Druga na mecie Martyna Kotwiła (RLTL ZTE Radom) wypełniła wynikiem 7,30 minimum PZLA uprawniające do startu w Szkocji.
Najszybszym sprinterem w Polsce został po raz piąty z rzędu Remigiusz Olszewski z bydgoskiego Zawiszy. Zwyciężył osiągając czas 6,67, który jak sam przyznał, nie satysfakcjonuje go.
"Cieszy złoty medal, ale chcę biegać poniżej 6,60. W Glasgow interesuje mnie tylko finał, a może i walka o medale. Wróciłem parę lat temu do pracy z moim tatą i to przynosi efekty. Mam nadzieję, że będę mógł z nim przez najbliższe dwa tygodnie potrenować, żeby lepiej wyglądać w blokach. On uczy w szkole na co dzień i nie jest to proste. Mam 26 lat i wiem, co mam robić na treningach, ale spojrzenie z boku jest ważne" - przyznał zwycięzca biegu na 60 m.

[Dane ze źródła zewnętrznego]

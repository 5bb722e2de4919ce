//! Board-agnostic core logic for the camera slider firmware
//!
//! This crate contains all application logic that does not depend on
//! specific hardware implementations:
//!
//! - Configuration types and compile-time defaults
//! - Run parameters and the digit-entry editor
//! - Menu state machine
//! - Motion planning, the step counter shared with the pulse timer,
//!   and the supervisory run loop
//! - Button ladder decoding and debouncing
//! - Two-line display presenter

#![no_std]
#![deny(unsafe_code)]

pub mod config;
pub mod controller;
pub mod display;
pub mod input;
pub mod motion;
pub mod params;
pub mod state;
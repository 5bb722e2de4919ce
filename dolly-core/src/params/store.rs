//! Parameter store
//!
//! Holds the validated values the operator configures before a run.

use crate::config::{max_for_digits, SliderConfig};

/// Carriage travel direction
#[derive(Debug, Clone, Copy, PartialEq, Eq, Default)]
#[cfg_attr(feature = "defmt", derive(defmt::Format))]
pub enum Direction {
    /// Away from the motor end
    #[default]
    Forward,
    /// Towards the motor end
    Reverse,
}

impl Direction {
    /// Display label
    pub fn label(self) -> &'static str {
        match self {
            Direction::Forward => "Forward",
            Direction::Reverse => "Reverse",
        }
    }
}

/// Numeric fields edited through the digit editor
#[derive(Debug, Clone, Copy, PartialEq, Eq)]
#[cfg_attr(feature = "defmt", derive(defmt::Format))]
pub enum Field {
    /// Travel distance in millimetres
    Distance,
    /// Run duration in seconds
    Duration,
    /// Camera steps (0 = video mode)
    Steps,
}

impl Field {
    /// Digit count for this field
    pub fn digits(self, config: &SliderConfig) -> u8 {
        match self {
            Field::Distance => config.digits.distance,
            Field::Duration => config.digits.duration,
            Field::Steps => config.digits.steps,
        }
    }

    /// Unit suffix shown after the value
    pub fn unit(self) -> &'static str {
        match self {
            Field::Distance => "mm",
            Field::Duration => "s",
            Field::Steps => "shots",
        }
    }
}

/// Operator-configured run settings
#[derive(Debug, Clone, Copy, PartialEq, Eq)]
#[cfg_attr(feature = "defmt", derive(defmt::Format))]
pub struct RunParameters {
    /// Travel distance, never above the travel limit
    pub distance_mm: u32,
    /// Run duration in seconds
    pub duration_s: u32,
    /// Camera steps; 0 runs continuously (video mode)
    pub steps: u32,
    /// Travel direction
    pub direction: Direction,
}

impl Default for RunParameters {
    fn default() -> Self {
        Self {
            distance_mm: 500,
            duration_s: 60,
            steps: 0,
            direction: Direction::Forward,
        }
    }
}

impl RunParameters {
    /// Read a numeric field
    pub fn get(&self, field: Field) -> u32 {
        match field {
            Field::Distance => self.distance_mm,
            Field::Duration => self.duration_s,
            Field::Steps => self.steps,
        }
    }

    /// Store a committed field value
    ///
    /// Distance is clamped to the travel limit; every field is clamped to
    /// what its digit count can show. Returns the value actually stored.
    pub fn commit(&mut self, field: Field, value: u32, config: &SliderConfig) -> u32 {
        let value = value.min(max_for_digits(field.digits(config)));
        match field {
            Field::Distance => self.set_distance(value, config.max_travel_mm),
            Field::Duration => {
                self.duration_s = value;
                value
            }
            Field::Steps => {
                self.steps = value;
                value
            }
        }
    }

    /// Set the distance, clamping to `max_travel_mm`
    pub fn set_distance(&mut self, distance_mm: u32, max_travel_mm: u32) -> u32 {
        self.distance_mm = distance_mm.min(max_travel_mm);
        self.distance_mm
    }

    /// True when the run pauses for camera triggers
    pub fn is_time_lapse(&self) -> bool {
        self.steps > 0
    }
}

Pod nieobecność kontuzjowanej mistrzyni Europy w pchnięciu kulą Pauliny Guby złoty medal HMP wywalczyła Klaudia Kardasz (KS Podlasie Białystok), której w najlepszej próbie zmierzono 18,21.

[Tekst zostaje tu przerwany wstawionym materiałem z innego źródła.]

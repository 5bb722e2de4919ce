//! Results of a menu transition

use crate::params::Field;

/// What the rest of the system must do after a key click
#[derive(Debug, Clone, Copy, PartialEq, Eq)]
#[cfg_attr(feature = "defmt", derive(defmt::Format))]
pub enum MenuAction {
    /// Nothing changed
    None,
    /// State changed; redraw label and value lines
    Refresh,
    /// One digit changed while editing
    DigitChanged { cursor: u8, digit: u8 },
    /// Editing cursor moved
    CursorMoved { cursor: u8 },
    /// A numeric field was committed; `value` is what was stored
    Committed { field: Field, value: u32 },
    /// Go was entered: start a run with the current parameters
    StartRun,
}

"Zawsze staram się pchać bardzo energicznie i mocno - bez względu na klasę rywalek. W tym roku jakoś tak jest, że przeszkadza mi cisza, a tutaj było dość cicho. Pcham równo w tym sezonie, a z doświadczenia wiem, że jeżeli kula spada w jedną dziurę, to przychodzi w końcu znacznie lepsza próba. Mam nadzieję, że właśnie tak będzie za dwa tygodnie w Glasgow" - stwierdziła Kardasz, która podczas mistrzostw Europy w Berlinie w ubiegłym roku zajęła czwarte miejsce.
Złote medale w biegach na 1500 metrów wywalczyli Michał Rozmys (UKS Barnim Goleniów) - 3.43,41 oraz Sofia Ennaoui (AZS UMCS Lublin) - 4.15,62.
"Chciałam pobiegać dziś nieco szybciej, dlatego odskoczyłam dziewczynom. Mam jeszcze przed sobą start w Dusseldorfie, a potem mistrzostwa Europy. Dojrzałam do szybkiego biegania. Kiedyś zastanawiałam się, jak to jest, że inni osiągają takie wyniki, a ja nie mogę. W końcu jednak dziewięć lat ciężkich treningów oddaje i przynosi zakładane efekty. Przywykłam - tak mówi mój trener - do obciążeń, które stosujemy" - wskazała Ennaoui.
Złoty medal w rywalizacji pięcioboistek wywalczyła Adrianna Sułek z bydgoskiego Zawiszy, ale wynik 4357 punktów nie pozwoli jej reprezentować Polski w Glasgow. Do startów w europejskim czempionacie zabrakło jej kilkudziesięciu punktów. Zabrakło ich przede wszystkim w skoku wzwyż, w którym najlepsza polska pięcioboistka uzyskała 1,77, a jej rekord życiowy w tej konkurencji wynosi 1,83. 19-latka była załamana i długo płakała - pomimo złotego medalu MP.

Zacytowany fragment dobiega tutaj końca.